B. Berbagai Pemikiran tentang Pembelajaran Berbahasa
Dalam rangka mengatasi permasalahan pembelajaran bahasa Indonesia di sekolah muncullah berbagai pemikiran dan gagasan, baik disampaikan dalam ceramah-ceramah terbatas maupun dalam forum ilmiah seperti Seminar Nasional Pembelajaran Bahasa Indonesia yang diselenggarakan oleh Asosiasi Pengajar Bahasa Indonesia. Dalam buku ini disajikan berbagai pemikiran tentang pembelajaran Bahasa Indonesia.
Ibnu Wahyudi (Fakultas Ilmu Pengetahuan Budaya Universitas Indonesia) memandang bahwa pembelajaran bahasa Indonesia memiliki peran yang sangat penting dalam perspektif komunikasi modern.
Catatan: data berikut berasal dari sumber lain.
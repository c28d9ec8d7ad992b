//! KidneyScan web server.
//!
//! Entry point: loads configuration, sets up logging and serves the site.

use std::sync::Arc;

use dotenvy::dotenv;
use mimalloc::MiMalloc;

use kidneyscan_web::config::AppConfig;
use kidneyscan_web::{server, telemetry};

/// Global allocator for improved performance (M-MIMALLOC-APPS).
#[global_allocator]
static GLOBAL: MiMalloc = MiMalloc;

#[tokio::main]
async fn main() -> anyhow::Result<()> {
    // Load .env (if present)
    let _ = dotenv();

    let config = match AppConfig::load() {
        Ok(config) => config,
        Err(e) => {
            eprintln!("Configuration error: {e}");
            std::process::exit(1);
        }
    };

    // Initialize tracing (M-LOG-STRUCTURED)
    telemetry::init(config.log.format);

    server::start_server(Arc::new(config)).await
}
Pembelajaran Bahasa Indonesia di sekolah-sekolah memerlukan kesungguhan yang ekstra karena dalam berkomunikasi verbal, baik lisan maupun tulisan, sangat sering kita melakukan keteledoran, ketidakcermatan, kemanasukaan, dan semacamnya, yang dapat mengakibatkan tergerusnya pesan menjadi tidak lagi lengkap atau utuh. Di sisi lain Ibnu Wahyudi menyadari bahwa guru tidak boleh menyerah ketika di era komunikasi modern seperti dewasa ini, yang menuntut cara berkomunikasi tulis itu harus menyesuaikan diri dengan media yang dipakai, seperti sms, facebook, chatting, tweeter, dan lainnya lagi.
Dalam hal pembelajaran bahasa Indonesia di sekolah-sekolah, Ibnu Wahyudi menyatakan bahwa pembelajaran yang menuntut kecerdasan olah-kata masih belum banyak dikembangkan. Penyebab belum ditumbuhkannya urgensi kecerdasan olah-kata dalam pembelajaran karena kurang jelasnya tujuan pembelajaran bahasa Indonesia, di sisi lain sangat mungkin disebabkan oleh kendala yang sangat teknis, seperti terbatasnya sumber atau contoh bacaan.
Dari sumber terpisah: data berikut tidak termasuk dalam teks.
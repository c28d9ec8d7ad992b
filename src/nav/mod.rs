//! Site navigation.
//!
//! The navbar shows a fixed list of [`NavItem`]s, highlights the one whose
//! path equals the current location, and owns a single mobile-menu flag.
//!
//! # Example
//!
//! ```rust
//! use kidneyscan_web::nav::{MenuState, NavController};
//!
//! let mut nav = NavController::new("/scan");
//! assert_eq!(nav.active_item().map(|item| item.label), Some("Image Analysis"));
//!
//! nav.toggle_menu();
//! assert_eq!(nav.menu(), MenuState::Open);
//!
//! nav.activate("/chat");
//! assert_eq!(nav.menu(), MenuState::Closed);
//! ```

mod controller;

pub use controller::{MenuState, NavController};

/// Glyph shown next to a nav label.
#[derive(Debug, Clone, Copy, PartialEq, Eq)]
pub enum NavIcon {
    /// House.
    Home,
    /// Camera.
    Camera,
    /// Speech bubble.
    MessageSquare,
    /// Circled "i".
    Info,
}

/// Static descriptor of one navigation destination.
#[derive(Debug, Clone, Copy, PartialEq, Eq)]
pub struct NavItem {
    /// Link text.
    pub label: &'static str,
    /// Route the link points to.
    pub path: &'static str,
    /// Leading icon.
    pub icon: NavIcon,
}

impl NavItem {
    /// Whether this item is the current page. Exact match only.
    #[must_use]
    pub fn is_active(&self, current_path: &str) -> bool {
        self.path == current_path
    }
}

/// Navigation entries, in display order.
pub const NAV_ITEMS: [NavItem; 4] = [
    NavItem {
        label: "Home",
        path: "/",
        icon: NavIcon::Home,
    },
    NavItem {
        label: "Image Analysis",
        path: "/scan",
        icon: NavIcon::Camera,
    },
    NavItem {
        label: "Assistant",
        path: "/chat",
        icon: NavIcon::MessageSquare,
    },
    NavItem {
        label: "About",
        path: "/about",
        icon: NavIcon::Info,
    },
];

/// Find the nav item registered for exactly `path`.
#[must_use]
pub fn find_item(path: &str) -> Option<&'static NavItem> {
    NAV_ITEMS.iter().find(|item| item.is_active(path))
}

#[cfg(test)]
mod tests {
    use super::*;

    #[test]
    fn test_exact_path_match_only() {
        let scan = &NAV_ITEMS[1];

        assert!(scan.is_active("/scan"));
        assert!(!scan.is_active("/scan/details"));
        assert!(!scan.is_active("/scan/"));
        assert!(!scan.is_active("/SCAN"));
    }

    #[test]
    fn test_root_does_not_match_everything() {
        let home = &NAV_ITEMS[0];

        assert!(home.is_active("/"));
        assert!(!home.is_active("/chat"));
        assert_eq!(find_item("/chat").map(|item| item.label), Some("Assistant"));
        assert!(find_item("/chat/history").is_none());
    }

    #[test]
    fn test_paths_are_unique() {
        for (i, a) in NAV_ITEMS.iter().enumerate() {
            for b in &NAV_ITEMS[i + 1..] {
                assert_ne!(a.path, b.path);
            }
        }
    }
}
Sementara itu, Yeti Heryati (Universitas Islam Negeri Bandung) menyodorkan konsep penerapan Active Learning dalam pembelajaran bahasa Indonesia. Yeti Heryati menganut prinsip belajar konstruktivistik yang lebih mengoptimalkan aktivitas siswa dalam belajar. Siswa tidak dipandang sebagai bejana kosong yang siap melakukan transmisi keilmuan. Menurut teori konstruktivis, prinsip yang paling penting dalam proses pembelajaran adalah bahwa guru tidak hanya sekedar memberikan pengetahuan kepada siswa, melainkan siswa aktif memproses pengetahuan dan keterampilan secara mandiri. Siswa harus membangun sendiri pengetahuan di dalam benaknya. Guru memfasilitasi siswa untuk dapat mempermudah proses tersebut, dengan memberi kesempatan siswa untuk menemukan atau menerapkan ide-ide mereka sendiri, dan mengajari siswa menjadi sadar dan secara sadar menggunakan strategi mereka sendiri untuk belajar.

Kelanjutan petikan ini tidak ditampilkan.